November 11, 2018 – Until recently, organic milk was one of the fastest growing sectors in organic agriculture. However, with prices declining, interest in transitioning to grass-fed production methods is increasing. Expansion in this market has been particularly significant in the Northeast where farmers face challenging climate conditions that complicate cropping of traditional feed crops such as corn silage and therefore encourage more grass-based systems.
This expansion, now estimated to be over 300 grass-fed dairy farms, has outpaced research, leading to knowledge gaps for both farmers and technical service providers.

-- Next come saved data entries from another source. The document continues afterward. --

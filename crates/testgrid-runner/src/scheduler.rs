//! Concurrency-limited task scheduler.
//!
//! A [`Scheduler`] runs asynchronous tasks on the tokio runtime while
//! keeping at most `limit` of them in flight. Tasks submitted beyond the
//! limit wait in a FIFO queue; every settling task (success, error or
//! panic) hands its slot directly to the oldest waiter.
//!
//! Slot accounting and the wait queue live behind one mutex, so the
//! "never more than `limit` running" invariant holds on a multi-threaded
//! runtime too.

use std::collections::VecDeque;
use std::future::Future;
use std::sync::{Arc, Mutex, MutexGuard, PoisonError};

use tokio::sync::oneshot;
use tokio::task::JoinHandle;
use tracing::trace;

/// Throttles how many submitted tasks run at once.
///
/// Cloning is cheap; clones share the same slots and queue.
#[derive(Clone)]
pub struct Scheduler {
    inner: Arc<Inner>,
}

struct Inner {
    limit: Option<usize>,
    state: Mutex<SlotState>,
}

#[derive(Default)]
struct SlotState {
    running: usize,
    waiting: VecDeque<oneshot::Sender<Slot>>,
}

enum Claim {
    Ready(Slot),
    Queued(oneshot::Receiver<Slot>),
}

/// Permission to run one task. Dropping it frees the slot.
struct Slot {
    inner: Option<Arc<Inner>>,
}

impl Slot {
    fn new(inner: Arc<Inner>) -> Self {
        Self { inner: Some(inner) }
    }

    /// Forget the slot without releasing it (used when a handoff fails and
    /// the slot is passed on to the next waiter instead).
    fn disarm(mut self) {
        self.inner.take();
    }
}

impl Drop for Slot {
    fn drop(&mut self) {
        if let Some(inner) = self.inner.take() {
            inner.release();
        }
    }
}

impl Inner {
    fn lock(&self) -> MutexGuard<'_, SlotState> {
        self.state.lock().unwrap_or_else(PoisonError::into_inner)
    }

    fn claim(self: &Arc<Self>) -> Claim {
        let mut state = self.lock();
        match self.limit {
            Some(limit) if state.running >= limit => {
                let (tx, rx) = oneshot::channel();
                state.waiting.push_back(tx);
                trace!(
                    running = state.running,
                    queued = state.waiting.len(),
                    "No free slot, task queued"
                );
                Claim::Queued(rx)
            }
            _ => {
                state.running += 1;
                Claim::Ready(Slot::new(Arc::clone(self)))
            }
        }
    }

    fn release(self: &Arc<Self>) {
        let mut state = self.lock();
        while let Some(waiter) = state.waiting.pop_front() {
            match waiter.send(Slot::new(Arc::clone(self))) {
                Ok(()) => {
                    trace!(queued = state.waiting.len(), "Slot handed to queued task");
                    return;
                }
                // Waiter went away; try the next one.
                Err(slot) => slot.disarm(),
            }
        }
        state.running = state.running.saturating_sub(1);
    }
}

async fn wait_for_slot(inner: Arc<Inner>, mut claim: Claim) -> Slot {
    loop {
        match claim {
            Claim::Ready(slot) => return slot,
            Claim::Queued(rx) => match rx.await {
                Ok(slot) => return slot,
                Err(_) => claim = inner.claim(),
            },
        }
    }
}

impl Scheduler {
    /// Create a scheduler. `None` means every task starts immediately.
    pub fn new(limit: Option<usize>) -> Self {
        Self {
            inner: Arc::new(Inner {
                limit,
                state: Mutex::new(SlotState::default()),
            }),
        }
    }

    /// Create a scheduler allowing at most `limit` tasks in flight.
    pub fn bounded(limit: usize) -> Self {
        Self::new(Some(limit))
    }

    /// Create a scheduler that never queues.
    pub fn unbounded() -> Self {
        Self::new(None)
    }

    pub fn limit(&self) -> Option<usize> {
        self.inner.limit
    }

    /// Number of tasks currently holding a slot.
    pub fn in_flight(&self) -> usize {
        self.inner.lock().running
    }

    /// Number of tasks waiting for a slot.
    pub fn queued(&self) -> usize {
        self.inner.lock().waiting.len()
    }

    /// Schedule a task.
    ///
    /// Never runs `task` synchronously: the returned handle resolves with
    /// the task's output once it has been granted a slot and finished.
    /// Queue position is fixed at the time of this call. Must be called
    /// from within a tokio runtime.
    pub fn submit<F, Fut>(&self, task: F) -> JoinHandle<Fut::Output>
    where
        F: FnOnce() -> Fut + Send + 'static,
        Fut: Future + Send + 'static,
        Fut::Output: Send + 'static,
    {
        let claim = self.inner.claim();
        let inner = Arc::clone(&self.inner);
        tokio::spawn(async move {
            let _slot = wait_for_slot(inner, claim).await;
            task().await
        })
    }

    /// Wrap a task factory so every call goes through this scheduler.
    ///
    /// The wrapped factory takes the same argument and returns a handle to
    /// the eventual result instead of the future itself.
    pub fn wrap<A, F, Fut>(&self, factory: F) -> impl Fn(A) -> JoinHandle<Fut::Output> + Clone
    where
        A: Send + 'static,
        F: Fn(A) -> Fut + Send + Sync + 'static,
        Fut: Future + Send + 'static,
        Fut::Output: Send + 'static,
    {
        let scheduler = self.clone();
        let factory = Arc::new(factory);
        move |args: A| {
            let factory = Arc::clone(&factory);
            scheduler.submit(move || factory(args))
        }
    }
}

impl Default for Scheduler {
    fn default() -> Self {
        Self::unbounded()
    }
}

#[cfg(test)]
mod tests {
    use super::*;
    use std::sync::atomic::{AtomicUsize, Ordering};
    use std::time::Duration;
    use tokio::time::{sleep, Instant};

    #[tokio::test(start_paused = true)]
    async fn test_never_exceeds_limit() {
        let scheduler = Scheduler::bounded(3);
        let current = Arc::new(AtomicUsize::new(0));
        let peak = Arc::new(AtomicUsize::new(0));

        let handles: Vec<_> = (0..12u64)
            .map(|i| {
                let current = current.clone();
                let peak = peak.clone();
                scheduler.submit(move || async move {
                    let now = current.fetch_add(1, Ordering::SeqCst) + 1;
                    peak.fetch_max(now, Ordering::SeqCst);
                    sleep(Duration::from_millis(10 * (i % 4 + 1))).await;
                    current.fetch_sub(1, Ordering::SeqCst);
                    i
                })
            })
            .collect();

        let mut results = Vec::new();
        for handle in handles {
            results.push(handle.await.unwrap());
        }

        assert_eq!(results, (0..12).collect::<Vec<_>>());
        assert_eq!(peak.load(Ordering::SeqCst), 3);
        assert_eq!(scheduler.in_flight(), 0);
        assert_eq!(scheduler.queued(), 0);
    }

    #[tokio::test(start_paused = true)]
    async fn test_unbounded_starts_everything() {
        let scheduler = Scheduler::unbounded();
        let started = Arc::new(AtomicUsize::new(0));

        let handles: Vec<_> = (0..20)
            .map(|_| {
                let started = started.clone();
                scheduler.submit(move || async move {
                    started.fetch_add(1, Ordering::SeqCst);
                    sleep(Duration::from_secs(1)).await;
                })
            })
            .collect();

        assert_eq!(scheduler.queued(), 0);
        sleep(Duration::from_millis(1)).await;
        assert_eq!(started.load(Ordering::SeqCst), 20);

        for handle in handles {
            handle.await.unwrap();
        }
    }

    #[tokio::test(start_paused = true)]
    async fn test_queue_and_in_flight_counts() {
        let scheduler = Scheduler::bounded(2);

        let handles: Vec<_> = (0..5)
            .map(|_| scheduler.submit(|| sleep(Duration::from_secs(1))))
            .collect();

        assert_eq!(scheduler.in_flight(), 2);
        assert_eq!(scheduler.queued(), 3);

        for handle in handles {
            handle.await.unwrap();
        }
        assert_eq!(scheduler.in_flight(), 0);
        assert_eq!(scheduler.queued(), 0);
    }

    #[tokio::test]
    async fn test_queued_tasks_start_in_submission_order() {
        let scheduler = Scheduler::bounded(1);
        let order = Arc::new(Mutex::new(Vec::new()));

        let handles: Vec<_> = (0..6)
            .map(|i| {
                let order = order.clone();
                scheduler.submit(move || async move {
                    order.lock().unwrap().push(i);
                    tokio::task::yield_now().await;
                })
            })
            .collect();

        for handle in handles {
            handle.await.unwrap();
        }
        assert_eq!(*order.lock().unwrap(), vec![0, 1, 2, 3, 4, 5]);
    }

    #[tokio::test(start_paused = true)]
    async fn test_settling_task_starts_next_queued() {
        let scheduler = Scheduler::bounded(2);
        let base = Instant::now();
        let durations = [10u64, 100, 100, 10];

        let handles: Vec<_> = durations
            .iter()
            .map(|&ms| {
                scheduler.submit(move || async move {
                    let started = base.elapsed();
                    sleep(Duration::from_millis(ms)).await;
                    started
                })
            })
            .collect();

        let mut starts = Vec::new();
        for handle in handles {
            starts.push(handle.await.unwrap());
        }

        assert!(starts[0] < Duration::from_millis(10));
        assert!(starts[1] < Duration::from_millis(10));
        // Task 2 takes task 0's slot, task 3 waits for task 1.
        assert!(starts[2] >= Duration::from_millis(10) && starts[2] < Duration::from_millis(100));
        assert!(starts[3] >= Duration::from_millis(100));
    }

    #[tokio::test]
    async fn test_failure_frees_slot() {
        let scheduler = Scheduler::bounded(1);

        let failing = scheduler.submit(|| async { Err::<u32, String>("boom".to_string()) });
        let next = scheduler.submit(|| async { Ok::<u32, String>(7) });

        assert_eq!(failing.await.unwrap(), Err("boom".to_string()));
        assert_eq!(next.await.unwrap(), Ok(7));
        assert_eq!(scheduler.in_flight(), 0);
    }

    #[tokio::test]
    async fn test_panic_frees_slot() {
        let scheduler = Scheduler::bounded(1);

        let panicking = scheduler.submit(|| async {
            panic!("task blew up");
        });
        let next = scheduler.submit(|| async { 42 });

        assert!(panicking.await.unwrap_err().is_panic());
        assert_eq!(next.await.unwrap(), 42);
        assert_eq!(scheduler.in_flight(), 0);
    }

    #[tokio::test(start_paused = true)]
    async fn test_wrap_preserves_arguments() {
        let scheduler = Scheduler::bounded(2);
        let calls = Arc::new(AtomicUsize::new(0));
        let counter = calls.clone();

        let double = scheduler.wrap(move |x: u32| {
            counter.fetch_add(1, Ordering::SeqCst);
            async move {
                sleep(Duration::from_millis(5)).await;
                x * 2
            }
        });

        let handles: Vec<_> = (1..=4).map(&double).collect();
        // The factory only runs once a slot is granted, inside the spawned task.
        assert_eq!(calls.load(Ordering::SeqCst), 0);

        let mut results = Vec::new();
        for handle in handles {
            results.push(handle.await.unwrap());
        }
        assert_eq!(results, vec![2, 4, 6, 8]);
        assert_eq!(calls.load(Ordering::SeqCst), 4);
    }
}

Heather Darby, an Agronomic and Soils Specialist for the University of Vermont, organic farmer, and OFRF board member, has received a $1.5M grant from USDA’s Organic Research and Extension Initiative (OREI) to help fill in those gaps. This new multi-year research project, titled Advancing Grass-Fed Dairy: A Whole Systems Approach to Enhancing Productivity, Quality, and Far Viability in the U.S., seeks to identify critical components of grass-fed dairy management that support high quality milk production, herd health, environmental health, and farm economic viability, while contributing to a vibrant grass-fed dairy market that meets the needs and preferences of consumers.
Heather was raised on a dairy farm in Alburg, Vermont and is now the 7th generation farming this land. She operates a diversified certified organic farm and custom grazing service for local farms, supporting 80 heads of certified organic cattle during the grazing season. She also serves on OFRF’s Board of Directors and is Chair of the Research and Education Committee.
OFRF helped Heather pursue her passion by providing a grant to conduct research on soil organic matter and plant health when she was pursuing her PhD at Oregon State. It’s nice to see things come full circle. Congratulations Heather!